BEGIN Material to process

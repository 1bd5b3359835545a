//! # Módulo de Telemetria OpenTelemetry
//!
//! Fornece integração completa com OpenTelemetry para observabilidade distribuída.
//! Exporta traces/spans com atributos detalhados de cada requisição HTTP.
//!
//! ## Para todos entenderem:
//!
//! Telemetria é como ter uma câmera gravando tudo que seu programa faz.
//! Você pode depois assistir a gravação para entender:
//! - Por que algo demorou?
//! - Onde aconteceu um erro?
//! - Qual foi o caminho de uma requisição?
//!
//! OpenTelemetry é um padrão da indústria para isso.
//! Os dados podem ser visualizados em ferramentas como:
//! - Jaeger
//! - Zipkin
//! - Grafana Tempo
//! - AWS X-Ray
//!
//! ## Conceitos:
//!
//! ### Trace (rastreamento)
//!
//! Um trace é como uma "história" de uma operação.
//! Por exemplo: "Usuário fez login" pode envolver:
//! - Receber a requisição
//! - Validar credenciais
//! - Buscar no banco
//! - Retornar resposta
//!
//! ### Span (intervalo)
//!
//! Cada pedaço do trace é um span.
//! Spans podem ter filhos (hierarquia).
//!
//! ```text
//! [Login Request] ─────────────────────────────────>
//!   [Validate] ───>
//!              [DB Query] ────────>
//!                               [Response] ─>
//! ```
//!
//! ### Atributos
//!
//! Metadados sobre cada span:
//! - http.method: "GET"
//! - http.status_code: 200
//! - http.url: "/api/users"
//!
//! ## Configuração via variáveis de ambiente:
//!
//! - `OTEL_SERVICE_NAME`: Nome do serviço
//! - `OTEL_EXPORTER_OTLP_ENDPOINT`: URL do coletor OTLP
//! - `OTEL_TRACES_SAMPLER_ARG`: Taxa de sampling (0.0-1.0)
//!
//! ## Exemplo de uso:
//!
//! ```ignore
//! let config = TelemetryConfig {
//!     service_name: "my-tests".to_string(),
//!     otlp_endpoint: Some("http://localhost:4317".to_string()),
//!     sampling_ratio: 1.0, // 100% dos traces
//!     ..Default::default()
//! };
//!
//! init_telemetry(config)?;
//!
//! // ... executar testes ...
//!
//! shutdown_telemetry(); // Flush dos dados
//! ```

use opentelemetry::trace::TracerProvider as _;
use opentelemetry::{global, KeyValue};
use opentelemetry_otlp::WithExportConfig;
use opentelemetry_sdk::runtime::Tokio;
use opentelemetry_sdk::trace::{RandomIdGenerator, Sampler, Tracer, TracerProvider};
use opentelemetry_sdk::{trace as sdktrace, Resource};
use tracing::Level;
use tracing_opentelemetry::OpenTelemetryLayer;
use tracing_subscriber::layer::SubscriberExt;
use tracing_subscriber::util::SubscriberInitExt;
use tracing_subscriber::EnvFilter;

// ============================================================================
// CONFIGURAÇÃO
// ============================================================================

/// Configuração do sistema de telemetria.
///
/// Esta struct contém todas as opções para configurar o rastreamento.
/// Pode ser criada manualmente ou via `from_env()`.
#[derive(Debug, Clone)]
pub struct TelemetryConfig {
    /// Nome do serviço para identificação nos traces.
    /// Aparece em dashboards e ajuda a filtrar dados.
    pub service_name: String,

    /// Endpoint OTLP para envio de traces.
    /// Exemplo: "http://localhost:4317" (gRPC)
    /// Se None, apenas loga para console.
    pub otlp_endpoint: Option<String>,

    /// Taxa de sampling (0.0 a 1.0).
    /// - 1.0 = 100% dos traces são coletados
    /// - 0.1 = 10% dos traces são coletados
    /// - 0.0 = nenhum trace é coletado
    pub sampling_ratio: f64,

    /// Se deve habilitar logging para console.
    /// Útil para desenvolvimento e debugging.
    pub enable_console_logging: bool,

    /// Nível de log mínimo (INFO, DEBUG, WARN, ERROR).
    pub log_level: Level,
}

/// Implementação de Default para TelemetryConfig.
///
/// Valores padrão são conservadores e funcionam sem configuração extra.
impl Default for TelemetryConfig {
    fn default() -> Self {
        Self {
            service_name: "vpr".to_string(),
            otlp_endpoint: None, // Sem OTLP por padrão
            sampling_ratio: 1.0, // 100% por padrão
            enable_console_logging: true,
            log_level: Level::INFO,
        }
    }
}

impl TelemetryConfig {
    /// Cria configuração a partir de variáveis de ambiente.
    ///
    /// Esta é a forma recomendada em produção, pois permite
    /// configurar sem recompilar o código.
    ///
    /// ## Variáveis suportadas:
    ///
    /// - `OTEL_SERVICE_NAME`: Nome do serviço
    /// - `OTEL_EXPORTER_OTLP_ENDPOINT`: URL do coletor OTLP
    /// - `OTEL_TRACES_SAMPLER_ARG`: Taxa de sampling (0.0-1.0)
    ///
    /// ## Exemplo:
    ///
    /// ```bash
    /// export OTEL_SERVICE_NAME="my-tests"
    /// export OTEL_EXPORTER_OTLP_ENDPOINT="http://jaeger:4317"
    /// export OTEL_TRACES_SAMPLER_ARG="0.5"  # 50% sampling
    /// ```
    pub fn from_env() -> Self {
        // Começa com valores padrão.
        let mut config = Self::default();

        // Sobrescreve com variáveis de ambiente se existirem.
        if let Ok(name) = std::env::var("OTEL_SERVICE_NAME") {
            config.service_name = name;
        }

        if let Ok(endpoint) = std::env::var("OTEL_EXPORTER_OTLP_ENDPOINT") {
            config.otlp_endpoint = Some(endpoint);
        }

        if let Ok(ratio) = std::env::var("OTEL_TRACES_SAMPLER_ARG") {
            if let Ok(r) = ratio.parse::<f64>() {
                // Garante que o valor está entre 0.0 e 1.0.
                config.sampling_ratio = r.clamp(0.0, 1.0);
            }
        }

        config
    }
}

// ============================================================================
// INICIALIZAÇÃO
// ============================================================================

/// Inicializa o sistema de telemetria com OpenTelemetry.
///
/// Esta função configura toda a infraestrutura de rastreamento:
/// 1. Cria o TracerProvider com exporter OTLP (se configurado)
/// 2. Configura o sampler (taxa de coleta)
/// 3. Integra com tracing-subscriber para spans automáticos
///
/// ## Parâmetros:
///
/// - `config`: Configuração do sistema de telemetria
///
/// ## Retorno:
///
/// - `Ok(Some(Tracer))`: OTLP configurado, tracer retornado
/// - `Ok(None)`: Apenas console logging (sem OTLP)
/// - `Err`: Erro ao configurar
///
/// ## Para todos entenderem sobre tracing-subscriber:
///
/// O tracing-subscriber é uma biblioteca que recebe "eventos de log"
/// e decide o que fazer com eles (imprimir, enviar para servidor, etc).
/// Aqui configuramos para enviar para OpenTelemetry.
pub fn init_telemetry(config: TelemetryConfig) -> anyhow::Result<Option<Tracer>> {
    // Configura filtro de nível de log.
    // Primeiro tenta ler de RUST_LOG, senão usa o padrão.
    let env_filter = EnvFilter::try_from_default_env()
        .unwrap_or_else(|_| EnvFilter::new(config.log_level.to_string()));

    // Se temos endpoint OTLP, configuramos o exporter.
    if let Some(endpoint) = &config.otlp_endpoint {
        let tracer = init_otlp_tracer(&config.service_name, endpoint, config.sampling_ratio)?;

        // Cria layer que envia spans para OpenTelemetry.
        let telemetry_layer = OpenTelemetryLayer::new(tracer.clone());

        // Monta o subscriber com as layers.
        let subscriber = tracing_subscriber::registry()
            .with(env_filter)
            .with(telemetry_layer);

        // Adiciona console logging se habilitado.
        if config.enable_console_logging {
            subscriber
                .with(tracing_subscriber::fmt::layer().compact())
                .init();
        } else {
            subscriber.init();
        }

        tracing::info!(
            service_name = %config.service_name,
            endpoint = %endpoint,
            sampling_ratio = config.sampling_ratio,
            "Telemetria OTEL inicializada"
        );

        Ok(Some(tracer))
    } else {
        // Sem OTLP, apenas console logging.
        let subscriber = tracing_subscriber::registry().with(env_filter);

        if config.enable_console_logging {
            subscriber
                .with(tracing_subscriber::fmt::layer().compact())
                .init();
        } else {
            subscriber.init();
        }

        tracing::info!("Telemetria inicializada (apenas console, sem OTLP)");
        Ok(None)
    }
}

// ============================================================================
// TRACER OTLP
// ============================================================================

/// Cria um tracer com OTLP exporter.
///
/// Esta função cria a infraestrutura de baixo nível:
/// - Exporter que envia dados via gRPC
/// - Sampler que decide quais traces coletar
/// - TracerProvider que gerencia tudo
///
/// ## Parâmetros:
///
/// - `service_name`: Nome do serviço
/// - `endpoint`: URL do coletor OTLP (ex: "http://localhost:4317")
/// - `sampling_ratio`: Taxa de sampling (0.0-1.0)
fn init_otlp_tracer(
    service_name: &str,
    endpoint: &str,
    sampling_ratio: f64,
) -> anyhow::Result<Tracer> {
    // Configura o sampler baseado na taxa.
    let sampler = if sampling_ratio >= 1.0 {
        Sampler::AlwaysOn // 100%: sempre coleta
    } else if sampling_ratio <= 0.0 {
        Sampler::AlwaysOff // 0%: nunca coleta
    } else {
        // Entre 0 e 1: coleta baseado no trace ID.
        // Isso garante que traces relacionados são coletados juntos.
        Sampler::TraceIdRatioBased(sampling_ratio)
    };

    // Cria o TracerProvider com batch exporter.
    // Batch significa que acumula spans e envia em lotes (mais eficiente).
    let tracer_provider = TracerProvider::builder()
        .with_batch_exporter(
            opentelemetry_otlp::new_exporter()
                .tonic() // Usa gRPC (protocolo binário)
                .with_endpoint(endpoint) // URL do coletor
                .build_span_exporter()?, // Cria o exporter
            Tokio, // Usa runtime Tokio
        )
        .with_config(
            sdktrace::Config::default()
                .with_sampler(sampler)
                .with_id_generator(RandomIdGenerator::default())
                .with_resource(Resource::new(vec![KeyValue::new(
                    "service.name",
                    service_name.to_string(),
                )])),
        )
        .build();

    // Obtém o tracer do provider.
    let tracer = tracer_provider.tracer(service_name.to_string());

    // Registra o provider globalmente.
    // Isso permite usar `global::tracer()` em qualquer lugar.
    global::set_tracer_provider(tracer_provider);

    Ok(tracer)
}

// ============================================================================
// ENCERRAMENTO
// ============================================================================

/// Encerra o sistema de telemetria, flushing traces pendentes.
///
/// **IMPORTANTE**: Deve ser chamado antes do encerramento da aplicação.
///
/// Por quê? O batch exporter acumula spans na memória.
/// Se a aplicação terminar sem flush, esses spans são perdidos.
///
/// ## Exemplo:
///
/// ```ignore
/// async fn main() {
///     init_telemetry(config)?;
///
///     run_tests().await;
///
///     shutdown_telemetry(); // <-- Não esquecer!
/// }
/// ```
pub fn shutdown_telemetry() {
    global::shutdown_tracer_provider();
    tracing::info!("Telemetria OTEL encerrada");
}

/// Macros e helpers para instrumentação de spans.
#[allow(dead_code)]
pub mod instrumentation {
    use std::time::Instant;

    /// Contexto de instrumentação para uma requisição HTTP.
    #[derive(Debug)]
    pub struct HttpSpanContext {
        /// Método HTTP (GET, POST, etc.)
        pub method: String,
        /// Path da requisição
        pub path: String,
        /// Início da requisição
        pub start_time: Instant,
        /// Status code da resposta (preenchido após execução)
        pub status_code: Option<u16>,
        /// Duração em millisegundos (preenchido após execução)
        pub duration_ms: Option<u64>,
        /// ID do step
        pub step_id: String,
        /// Nome do step
        pub step_name: Option<String>,
    }

    impl HttpSpanContext {
        /// Cria novo contexto de span HTTP.
        pub fn new(method: &str, path: &str, step_id: &str) -> Self {
            Self {
                method: method.to_string(),
                path: path.to_string(),
                start_time: Instant::now(),
                status_code: None,
                duration_ms: None,
                step_id: step_id.to_string(),
                step_name: None,
            }
        }

        /// Define o nome do step.
        pub fn with_name(mut self, name: &str) -> Self {
            self.step_name = Some(name.to_string());
            self
        }

        /// Finaliza o span com o resultado.
        pub fn finish(&mut self, status_code: u16) {
            self.status_code = Some(status_code);
            self.duration_ms = Some(self.start_time.elapsed().as_millis() as u64);
        }

        /// Retorna os atributos como KeyValues para OTEL.
        pub fn attributes(&self) -> Vec<(&'static str, String)> {
            let mut attrs = vec![
                ("http.method", self.method.clone()),
                ("http.target", self.path.clone()),
                ("step.id", self.step_id.clone()),
            ];

            if let Some(name) = &self.step_name {
                attrs.push(("step.name", name.clone()));
            }

            if let Some(status) = self.status_code {
                attrs.push(("http.status_code", status.to_string()));
            }

            if let Some(duration) = self.duration_ms {
                attrs.push(("http.duration_ms", duration.to_string()));
            }

            attrs
        }
    }
}

#[cfg(test)]
mod tests {
    use super::*;

    #[test]
    fn test_config_default() {
        let config = TelemetryConfig::default();
        assert_eq!(config.service_name, "vpr");
        assert!(config.otlp_endpoint.is_none());
        assert_eq!(config.sampling_ratio, 1.0);
        assert!(config.enable_console_logging);
    }

    #[test]
    fn test_http_span_context() {
        use instrumentation::HttpSpanContext;

        let mut ctx = HttpSpanContext::new("GET", "/api/users", "step-1").with_name("List Users");

        assert_eq!(ctx.method, "GET");
        assert_eq!(ctx.path, "/api/users");
        assert_eq!(ctx.step_id, "step-1");
        assert_eq!(ctx.step_name, Some("List Users".to_string()));
        assert!(ctx.status_code.is_none());

        ctx.finish(200);

        assert_eq!(ctx.status_code, Some(200));
        assert!(ctx.duration_ms.is_some());
    }

    #[test]
    fn test_http_span_attributes() {
        use instrumentation::HttpSpanContext;

        let mut ctx = HttpSpanContext::new("POST", "/api/orders", "step-2");
        ctx.finish(201);

        let attrs = ctx.attributes();

        assert!(attrs
            .iter()
            .any(|(k, v)| *k == "http.method" && v == "POST"));
        assert!(attrs
            .iter()
            .any(|(k, v)| *k == "http.target" && v == "/api/orders"));
        assert!(attrs
            .iter()
            .any(|(k, v)| *k == "http.status_code" && v == "201"));
    }
}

END Material to process

Task to complete: From the records above, pull out every line containing the word "função".

Exercise response:
/// Esta função configura toda a infraestrutura de rastreamento:
/// Esta função cria a infraestrutura de baixo nível:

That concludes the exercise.